Constructs, rewrites, repairs, interpolates, and optimizes graphs using the shared graph semantics and, when useful, learned scoring signals.
abstractgraph-graphicalizer is the ingestion layer.
It turns domain-specific inputs into labeled NetworkX graphs: molecules, sequences, matrices, RNA structures, protein contact networks, segmented image objects, attention patterns, and already graph-like data. Its role is not to define downstream decomposition or learning semantics. Its role is to make different sources speak the same graph language with meaningful node and edge attributes.
This layer answers:
- What are the entities in the original object?
- What relations connect them?
- Which labels or attributes should survive into the graph world?
abstractgraph is the core representation and operator layer.
It provides the common graph abstraction used by the rest of the ecosystem: graph labels, operators, decompositions, complements, combinations, serialization, hashing, vectorization, feature subgraphs, and display helpers. It is the place where graph structure becomes something that can be manipulated compositionally rather than only stored as an adjacency relation.
This layer answers:
- What does it mean to decompose a graph?
- Which transformations preserve useful structure?
- How can graph fragments be named, hashed, serialized, compared, or turned into vectors?
abstractgraph-ml is the estimation and analysis layer.
It consumes graph-derived representations from abstractgraph and turns them
into predictive or diagnostic machinery: estimators, neural models,
feasibility analysis, importance scoring, top-k selection, and model-facing
utilities. Its purpose is to ask which graph components matter, whether a
target is learnable from available graph features, and how graph structure can
support supervised or unsupervised tasks.
This layer answers:
- Which graph-derived features predict a property?
- Which decomposed components are important?

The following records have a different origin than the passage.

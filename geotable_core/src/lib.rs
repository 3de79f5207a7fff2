//! Low-level building blocks shared across the geotable workspace: a
//! byte-level pull-parser cursor with JSON token primitives, and progress
//! reporting with cooperative cancellation.

pub mod byte_iterator;
pub mod progress;
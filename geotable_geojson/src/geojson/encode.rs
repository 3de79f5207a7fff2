//! Encoding of values and geometries back into GeoJSON text.
//!
//! Doubles are written via their `Debug` form so integral values keep a
//! trailing `.0` and re-import as doubles, not integers. A coordinate's z
//! component is only written when it is a real number; the NaN sentinel of
//! a 2D position never reaches the output.

use crate::{Coordinate, GeoValue, Geometry};
use anyhow::Result;
use std::io::Write;

pub fn escape_json_string(input: &str) -> String {
	input
		.chars()
		.map(|c| match c {
			'"' => "\\\"".to_string(),
			'\\' => "\\\\".to_string(),
			'\n' => "\\n".to_string(),
			'\r' => "\\r".to_string(),
			'\t' => "\\t".to_string(),
			'\u{08}' => "\\b".to_string(),
			'\u{0c}' => "\\f".to_string(),
			c if c.is_control() => format!("\\u{:04x}", c as u32),
			c => c.to_string(),
		})
		.collect()
}

/// Writes one property value as a JSON scalar.
pub fn write_value(sink: &mut dyn Write, value: &GeoValue) -> Result<()> {
	match value {
		GeoValue::Bool(v) => write!(sink, "{v}")?,
		GeoValue::Double(v) => write!(sink, "{v:?}")?,
		GeoValue::Int(v) => write!(sink, "{v}")?,
		GeoValue::Null => write!(sink, "null")?,
		GeoValue::String(v) => write!(sink, "\"{}\"", escape_json_string(v))?,
	}
	Ok(())
}

/// Writes one geometry as a GeoJSON geometry object.
pub fn write_geometry(sink: &mut dyn Write, geometry: &Geometry) -> Result<()> {
	match geometry {
		Geometry::GeometryCollection(members) => {
			write!(sink, "{{\"type\":\"GeometryCollection\",\"geometries\":[")?;
			for (index, member) in members.iter().enumerate() {
				if index > 0 {
					write!(sink, ",")?;
				}
				write_geometry(sink, member)?;
			}
			write!(sink, "]}}")?;
		}
		_ => {
			write!(sink, "{{\"type\":\"{}\",\"coordinates\":", geometry.type_name())?;
			match geometry {
				Geometry::Point(c) => write_coordinate(sink, c)?,
				Geometry::MultiPoint(list) | Geometry::LineString(list) => write_coordinate_array(sink, list)?,
				Geometry::MultiLineString(lists) | Geometry::Polygon(lists) => {
					write_nested(sink, lists, |sink2, list| write_coordinate_array(sink2, list))?;
				}
				Geometry::MultiPolygon(polygons) => {
					write_nested(sink, polygons, |sink2, rings| {
						write_nested(sink2, rings, |sink3, ring| write_coordinate_array(sink3, ring))
					})?;
				}
				Geometry::GeometryCollection(_) => unreachable!(),
			}
			write!(sink, "}}")?;
		}
	}
	Ok(())
}

fn write_coordinate(sink: &mut dyn Write, coordinate: &Coordinate) -> Result<()> {
	if coordinate.has_z() {
		write!(sink, "[{:?},{:?},{:?}]", coordinate.x, coordinate.y, coordinate.z)?;
	} else {
		write!(sink, "[{:?},{:?}]", coordinate.x, coordinate.y)?;
	}
	Ok(())
}

fn write_coordinate_array(sink: &mut dyn Write, coordinates: &[Coordinate]) -> Result<()> {
	write!(sink, "[")?;
	for (index, coordinate) in coordinates.iter().enumerate() {
		if index > 0 {
			write!(sink, ",")?;
		}
		write_coordinate(sink, coordinate)?;
	}
	write!(sink, "]")?;
	Ok(())
}

fn write_nested<T>(
	sink: &mut dyn Write,
	entries: &[T],
	mut write_entry: impl FnMut(&mut dyn Write, &T) -> Result<()>,
) -> Result<()> {
	write!(sink, "[")?;
	for (index, entry) in entries.iter().enumerate() {
		if index > 0 {
			write!(sink, ",")?;
		}
		write_entry(sink, entry)?;
	}
	write!(sink, "]")?;
	Ok(())
}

- Is a feature set or representation feasible for the task?
- Which models or ranked graph components should be selected?

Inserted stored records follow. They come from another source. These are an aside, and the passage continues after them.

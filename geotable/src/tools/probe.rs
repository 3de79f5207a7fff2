use anyhow::Result;
use geotable_core::progress::get_progress_bar;
use geotable_geojson::{MemoryTable, read_geojson_file};
use std::path::PathBuf;

#[derive(clap::Args, Debug)]
#[command(arg_required_else_help = true, disable_version_flag = true)]
pub struct Subcommand {
	/// GeoJSON file you want to probe
	/// supported formats are: *.geojson, *.json and their .gz variants
	#[arg(required = true, verbatim_doc_comment)]
	input_file: PathBuf,
}

pub fn run(arguments: &Subcommand) -> Result<()> {
	eprintln!("probe {:?}", arguments.input_file);

	let mut table = MemoryTable::new();
	let progress = get_progress_bar();
	let report = read_geojson_file(&arguments.input_file, &mut table, progress.as_ref())?;

	println!("schema:   {}", table.table_schema());
	println!("geometry: {}", report.geometry_type);
	println!("srid:     {}", report.srid);
	println!("features: {}", report.feature_count);

	Ok(())
}
//! Streaming GeoJSON import/export engine.
//!
//! The import side infers a relational schema from the first Feature of a
//! FeatureCollection, then streams every feature as one row into a
//! [`RowSink`]. The export side walks a [`RowSource`] and emits one GeoJSON
//! Feature per row. Both sides share the byte-level cursor and grammar
//! primitives from `geotable_core`.

mod error;
mod geo;
pub mod geojson;
mod schema;
mod table;

pub use error::GeoJsonError;
pub use geo::*;
pub use geojson::{ImportReport, read_geojson_file, write_geojson, write_geojson_file};
pub use schema::*;
pub use table::*;
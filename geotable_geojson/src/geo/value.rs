use std::fmt::Debug;

/// A scalar property value, covering exactly the JSON value kinds that
/// schema inference maps to columns.
#[derive(Clone, PartialEq)]
pub enum GeoValue {
	Bool(bool),
	Double(f64),
	Int(i64),
	Null,
	String(String),
}

impl Debug for GeoValue {
	fn fmt(&self, f: &mut std::fmt::Formatter<'_>) -> std::fmt::Result {
		match self {
			Self::Bool(v) => f.debug_tuple("Bool").field(v).finish(),
			Self::Double(v) => f.debug_tuple("Double").field(v).finish(),
			Self::Int(v) => f.debug_tuple("Int").field(v).finish(),
			Self::Null => f.debug_tuple("Null").finish(),
			Self::String(v) => f.debug_tuple("String").field(v).finish(),
		}
	}
}

impl From<&str> for GeoValue {
	fn from(value: &str) -> Self {
		GeoValue::String(value.to_string())
	}
}

impl From<String> for GeoValue {
	fn from(value: String) -> Self {
		GeoValue::String(value)
	}
}

impl From<bool> for GeoValue {
	fn from(value: bool) -> Self {
		GeoValue::Bool(value)
	}
}

impl From<i64> for GeoValue {
	fn from(value: i64) -> Self {
		GeoValue::Int(value)
	}
}

impl From<f64> for GeoValue {
	fn from(value: f64) -> Self {
		GeoValue::Double(value)
	}
}

#[cfg(test)]
mod tests {
	use super::*;

	#[test]
	fn test_from_impls() {
		assert_eq!(GeoValue::from("value0"), GeoValue::String("value0".to_string()));
		assert_eq!(GeoValue::from(true), GeoValue::Bool(true));
		assert_eq!(GeoValue::from(42i64), GeoValue::Int(42));
		assert_eq!(GeoValue::from(0.5), GeoValue::Double(0.5));
	}
}
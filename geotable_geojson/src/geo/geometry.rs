use super::Coordinate;
use std::fmt::Debug;

/// A closed sequence of positions bounding a polygon's exterior or a hole.
pub type Ring = Vec<Coordinate>;

/// The seven GeoJSON geometry kinds.
///
/// A `Polygon` holds its rings in order: the first is the exterior, the
/// rest are holes. Ring vectors are never empty once parsed.
#[derive(Clone, PartialEq)]
pub enum Geometry {
	Point(Coordinate),
	MultiPoint(Vec<Coordinate>),
	LineString(Vec<Coordinate>),
	MultiLineString(Vec<Vec<Coordinate>>),
	Polygon(Vec<Ring>),
	MultiPolygon(Vec<Vec<Ring>>),
	GeometryCollection(Vec<Geometry>),
}

impl Geometry {
	/// The GeoJSON `type` member for this variant.
	#[must_use]
	pub fn type_name(&self) -> &'static str {
		match self {
			Geometry::Point(_) => "Point",
			Geometry::MultiPoint(_) => "MultiPoint",
			Geometry::LineString(_) => "LineString",
			Geometry::MultiLineString(_) => "MultiLineString",
			Geometry::Polygon(_) => "Polygon",
			Geometry::MultiPolygon(_) => "MultiPolygon",
			Geometry::GeometryCollection(_) => "GeometryCollection",
		}
	}

	/// The SQL geometry type token used for column constraints.
	///
	/// A collection reports the generic `GEOMETRY` token because it may mix
	/// types and dimensionality internally; downstream constraint logic
	/// relies on this.
	#[must_use]
	pub fn sql_token(&self) -> &'static str {
		match self {
			Geometry::Point(_) => "POINT",
			Geometry::MultiPoint(_) => "MULTIPOINT",
			Geometry::LineString(_) => "LINESTRING",
			Geometry::MultiLineString(_) => "MULTILINESTRING",
			Geometry::Polygon(_) => "POLYGON",
			Geometry::MultiPolygon(_) => "MULTIPOLYGON",
			Geometry::GeometryCollection(_) => "GEOMETRY",
		}
	}
}

impl Debug for Geometry {
	fn fmt(&self, f: &mut std::fmt::Formatter<'_>) -> std::fmt::Result {
		let inner: &dyn Debug = match self {
			Geometry::Point(g) => g,
			Geometry::MultiPoint(g) => g,
			Geometry::LineString(g) => g,
			Geometry::MultiLineString(g) => g,
			Geometry::Polygon(g) => g,
			Geometry::MultiPolygon(g) => g,
			Geometry::GeometryCollection(g) => g,
		};
		f.debug_tuple(self.type_name()).field(inner).finish()
	}
}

abstractgraph-generative is the constructive layer.
It uses the graph semantics and learning machinery to build or modify graphs: rewriting, autoregressive generation, conditional generation, interpolation, optimization, and repair. It closes the loop from analysis back to construction: learned signals can guide which graph edits to make, while graph operators provide the space in which edits and generated objects remain meaningful.
This layer answers:
- How can a graph be repaired while preserving constraints?
- How can new graph structures be generated conditionally?

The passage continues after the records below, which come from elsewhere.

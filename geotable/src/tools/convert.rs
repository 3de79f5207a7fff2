use anyhow::Result;
use geotable_core::progress::get_progress_bar;
use geotable_geojson::{MemoryTable, read_geojson_file, write_geojson_file};
use std::path::PathBuf;

#[derive(clap::Args, Debug)]
#[command(arg_required_else_help = true, disable_version_flag = true)]
pub struct Subcommand {
	/// supported formats: *.geojson, *.json and their .gz variants
	#[arg()]
	input_file: PathBuf,

	/// supported formats: *.geojson, *.json and their .gz variants
	#[arg()]
	output_file: PathBuf,

	/// overwrite the output file if it exists
	#[arg(long, short)]
	force: bool,
}

pub fn run(arguments: &Subcommand) -> Result<()> {
	eprintln!(
		"convert from {:?} to {:?}",
		arguments.input_file, arguments.output_file
	);

	let mut table = MemoryTable::new();
	let progress = get_progress_bar();
	let report = read_geojson_file(&arguments.input_file, &mut table, progress.as_ref())?;
	eprintln!("imported {} features", report.feature_count);

	write_geojson_file(&arguments.output_file, &mut table, arguments.force)?;

	Ok(())
}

- How can one graph be interpolated toward another?
- How can learned objectives guide graph search or optimization?
The ecosystem can be read as a semantic pipeline:
domain object
-> graphicalized graph
-> abstract graph structure
-> decomposition, features, and vectors
-> estimation, feasibility, and importance
-> generation, interpolation, optimization, or repair
The pipeline is not strictly one-way. The generative layer can call back into the learning layer for scoring, the learning layer depends on stable abstract graph semantics, and graphicalizers can be used again to validate or reinterpret generated objects in their original domain.
The dependency direction follows the semantic layering:
abstractgraph-graphicalizercan stand alone because it only needs to produce ordinary attributed graphs.abstractgraphis the shared semantic core.abstractgraph-mldepends onabstractgraphbecause learning operates over abstract graph features and decompositions.abstractgraph-generativedepends onabstractgraphandabstractgraph-mlbecause generation needs graph operations and can use learned objectives.
In practice, abstractgraph-graphicalizer prepares inputs, abstractgraph
defines what can be done with those inputs as graphs, abstractgraph-ml
evaluates and learns from the resulting structures, and
abstractgraph-generative uses those semantics to create or improve structures.
The superproject pins the four repositories listed above. Some companion projects mentioned in package-specific documentation are separate checkouts and are not included or pinned here.